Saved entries

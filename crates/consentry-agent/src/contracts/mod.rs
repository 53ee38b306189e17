mod bindings;
mod client;
mod config;

pub use bindings::{ConsentManagement, UserIdentity};
pub use client::{LedgerClient, TransactionDetails};
pub use config::ContractConfig;
mod assembler;
mod engine;
mod enroll;
mod report;

pub use assembler::{assemble, OFFCHAIN_LINK_PLACEHOLDER};
pub use engine::SyncEngine;
pub use enroll::EnrollEngine;
pub use report::{RecordResult, RecordStatus, RunReport};

#[cfg(test)]
mod tests;
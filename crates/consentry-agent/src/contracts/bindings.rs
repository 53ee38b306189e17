use ethers::contract::abigen;

abigen!(
    UserIdentity,
    r#"[
        function getPatientIdBySSN(string ssn) external view returns (string)
        function getSSN(string patientId) external view returns (string)
        function isPatientIdAssigned(string patientId) external view returns (bool)
        function generatePatientId(uint256 randomNumber) external returns (string)
        function storeDataHash(string patientId, string dataHash) external
        function storeSSN(string patientId, string ssn) external
        event PatientIdAssigned(address indexed user, string patientId)
    ]"#
);

abigen!(
    ConsentManagement,
    r#"[
        function createConsents(string patientId, bytes32[18] consentHashes, string[18] offChainDataLinks, string ssn) external
    ]"#
);
use clap::{Parser, Subcommand};
use std::path::PathBuf;

const BUILD_VERSION: &str = env!("CARGO_PKG_VERSION");

#[derive(Parser)]
#[command(name = "consentry")]
#[command(version = BUILD_VERSION)]
#[command(author = "Consentry <team@consentry.dev>")]
#[command(about = "Consentry Agent - On-chain consent synchronization")]
#[command(long_about = None)]
#[command(propagate_version = true)]
pub struct Cli {
    #[arg(short, long, global = true, value_name = "FILE", help = "Path to config file")]
    pub config: Option<PathBuf>,

    #[arg(short, long, action = clap::ArgAction::Count, global = true, help = "Increase verbosity (-v, -vv, -vvv)")]
    pub verbose: u8,

    #[arg(short, long, global = true, help = "Suppress non-error output")]
    pub quiet: bool,

    #[arg(long, global = true, value_name = "FILE", help = "Write logs to file")]
    pub log_file: Option<PathBuf>,

    #[command(subcommand)]
    pub command: Commands,
}

#[derive(Subcommand)]
pub enum Commands {
    #[command(about = "Synchronize consent records on-chain")]
    #[command(long_about = "Read consent records from the document store, resolve each record's on-chain identifier, and submit one consent commitment per record.\n\nRecords are processed sequentially; a failing record never stops the run.")]
    Sync {
        #[arg(long, value_name = "FILE", help = "JSON records file (overrides config)")]
        records: Option<PathBuf>,
    },

    #[command(about = "Enroll records that have no on-chain identifier")]
    #[command(long_about = "For each record without an on-chain identifier, ask the identity registry to allocate one, then record the profile digest and bind the natural-person identifier.")]
    Enroll {
        #[arg(long, value_name = "FILE", help = "JSON records file (overrides config)")]
        records: Option<PathBuf>,
    },

    #[command(about = "Inspect a submitted transaction")]
    Inspect {
        #[arg(help = "Transaction hash (0x...)")]
        tx_hash: String,
    },

    #[command(about = "Run preflight checks")]
    Check,

    #[command(about = "Manage configuration")]
    Config {
        #[command(subcommand)]
        action: Option<ConfigAction>,
    },

    #[command(about = "Show version information")]
    Version,
}

#[derive(Subcommand)]
pub enum ConfigAction {
    #[command(about = "Show current configuration")]
    Show,
    #[command(about = "Validate configuration")]
    Validate,
    #[command(about = "Write a default configuration file")]
    Init {
        #[arg(short, long, help = "Overwrite existing configuration")]
        force: bool,
    },
}
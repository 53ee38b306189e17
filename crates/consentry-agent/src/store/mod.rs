mod json;
mod memory;

pub use json::JsonRecordStore;
pub use memory::MemoryRecordStore;

use async_trait::async_trait;
use consentry_types::{AgentResult, ConsentDocument};

/// Read-only view over a collection of consent records. The document
/// database itself is an external collaborator; this seam is the whole of
/// its surface and no writes ever go through it.
#[async_trait]
pub trait RecordStore: Send + Sync {
    async fn load(&self) -> AgentResult<Vec<ConsentDocument>>;
}
use async_trait::async_trait;
use consentry_types::{AgentResult, ConsentCommitment, PatientId, Resolution, TransactionOutcome};

/// Narrow seam over the on-chain identity registry. The production
/// implementation is [`crate::contracts::LedgerClient`]; tests substitute
/// stubs. The registry is authoritative for identifier allocation — no
/// identifier is ever minted client-side.
#[async_trait]
pub trait IdentityRegistry: Send + Sync {
    /// Read-only lookup of the identifier correlated with a
    /// natural-person identifier. NotFound is an expected outcome.
    async fn resolve(&self, natural_id: &str) -> AgentResult<Resolution>;

    /// Ask the registry to allocate a fresh identifier. The seed is
    /// entropy for the registry's generator, not the identifier itself.
    async fn assign(&self, seed: u64) -> AgentResult<TransactionOutcome>;

    /// Record the record's profile content hash against an identifier.
    async fn store_profile_digest(
        &self,
        patient_id: &PatientId,
        digest_hex: &str,
    ) -> AgentResult<TransactionOutcome>;

    /// Bind the natural-person identifier to an on-chain identifier.
    async fn bind_natural_id(
        &self,
        patient_id: &PatientId,
        natural_id: &str,
    ) -> AgentResult<TransactionOutcome>;
}

/// Narrow seam over the on-chain consent registry.
#[async_trait]
pub trait ConsentRegistry: Send + Sync {
    /// Submit one write-once consent commitment for an identifier.
    /// Exactly one state-changing call is dispatched per invocation; the
    /// implementation fetches a fresh nonce each time and never retries.
    async fn create_consents(
        &self,
        patient_id: &PatientId,
        commitment: &ConsentCommitment,
        natural_id: &str,
    ) -> AgentResult<TransactionOutcome>;
}
use consentry_agent::{AgentConfig, ContractConfig, LedgerClient};
use consentry_types::{AgentResult, DomainEvent, TxHash};
use std::path::Path;

pub async fn inspect_transaction(config_path: &Path, tx_hash: &str) -> AgentResult<()> {
    let config = AgentConfig::load(config_path)?;
    let contract_config = ContractConfig::from_ledger(&config.ledger)?;

    let mut client = LedgerClient::new(contract_config);
    client.connect().await?;

    let hash = TxHash::from_hex(tx_hash)?;
    let details = client.transaction_details(&hash).await?;

    println!("Block Number: {}", details.block_number);
    println!("Block Hash: {}", details.block_hash);
    println!("Timestamp: {}", details.timestamp);
    println!("Miner: {}", details.miner);
    println!("Transaction Count in Block: {}", details.block_tx_count);
    println!("Transaction Hash: {}", details.tx_hash);
    println!("From: {}", details.from);
    println!(
        "To: {}",
        details.to.as_deref().unwrap_or("<contract creation>")
    );
    println!("Gas Used: {}", details.gas_used);
    println!(
        "Status: {}",
        if details.succeeded { "success" } else { "failed" }
    );

    for event in &details.events {
        let DomainEvent::IdentifierAssigned {
            account,
            patient_id,
        } = event;
        println!("Event: PatientIdAssigned");
        println!("  User: {}", account);
        println!("  Patient ID: {}", patient_id);
    }

    Ok(())
}
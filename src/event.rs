//! Per-event detector readout

use crate::numeric::Float;

use nalgebra::Vector3;

/// Names of the table fields the analysis reads, in binding order
///
/// These are the column names produced by the reconstruction upstream of
/// this analysis; they are bound once, before the first event is read.
pub const REQUIRED_FIELDS: [&str; 15] = [
    "HALLA_p",
    "bb.tr.px",
    "bb.tr.py",
    "bb.tr.pz",
    "bb.tr.vx",
    "bb.tr.vy",
    "bb.tr.vz",
    "bb.ps.e",
    "bb.sh.e",
    "bb.etot_over_p",
    "sbs.hcal.x",
    "sbs.hcal.y",
    "sbs.hcal.e",
    "sbs.hcal.atimeblk",
    "bb.sh.atimeblk",
];

/// One detector event, immutable for the duration of its processing
#[derive(Debug, Clone, Copy)]
pub struct EventRecord {
    /// Beam-monitor (EPICS) energy reading (MeV)
    pub beam_monitor_energy: Float,

    /// Scattered-track momentum, x component (GeV)
    pub momentum_x: Float,
    /// Scattered-track momentum, y component (GeV)
    pub momentum_y: Float,
    /// Scattered-track momentum, z component (GeV)
    pub momentum_z: Float,

    /// Reaction-vertex position, x component (m)
    pub vertex_x: Float,
    /// Reaction-vertex position, y component (m)
    pub vertex_y: Float,
    /// Reaction-vertex position, z component (m)
    pub vertex_z: Float,

    /// Preshower segment energy (GeV)
    pub preshower_energy: Float,
    /// Shower segment energy (GeV)
    pub shower_energy: Float,
    /// PID ratio: energy deposited over track momentum
    pub e_over_p: Float,

    /// Measured HCAL hit, plane-local x coordinate (m)
    pub hcal_x: Float,
    /// Measured HCAL hit, plane-local y coordinate (m)
    pub hcal_y: Float,
    /// HCAL cluster energy (GeV)
    pub hcal_energy: Float,
    /// HCAL block ADC time (ns)
    pub hcal_time: Float,

    /// BigBite shower block ADC time (ns)
    pub shower_time: Float,
}
//
impl EventRecord {
    /// Track momentum as a lab-frame 3-vector
    pub fn momentum(&self) -> Vector3<Float> {
        Vector3::new(self.momentum_x, self.momentum_y, self.momentum_z)
    }

    /// Reaction vertex as a lab-frame 3-vector
    pub fn vertex(&self) -> Vector3<Float> {
        Vector3::new(self.vertex_x, self.vertex_y, self.vertex_z)
    }
}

== TASK PROMPT ==
Check each line in the records above for the word "UserIdentity". Return those that have it.

== YOUR RESPONSE ==
pub use bindings::{ConsentManagement, UserIdentity};
    UserIdentity,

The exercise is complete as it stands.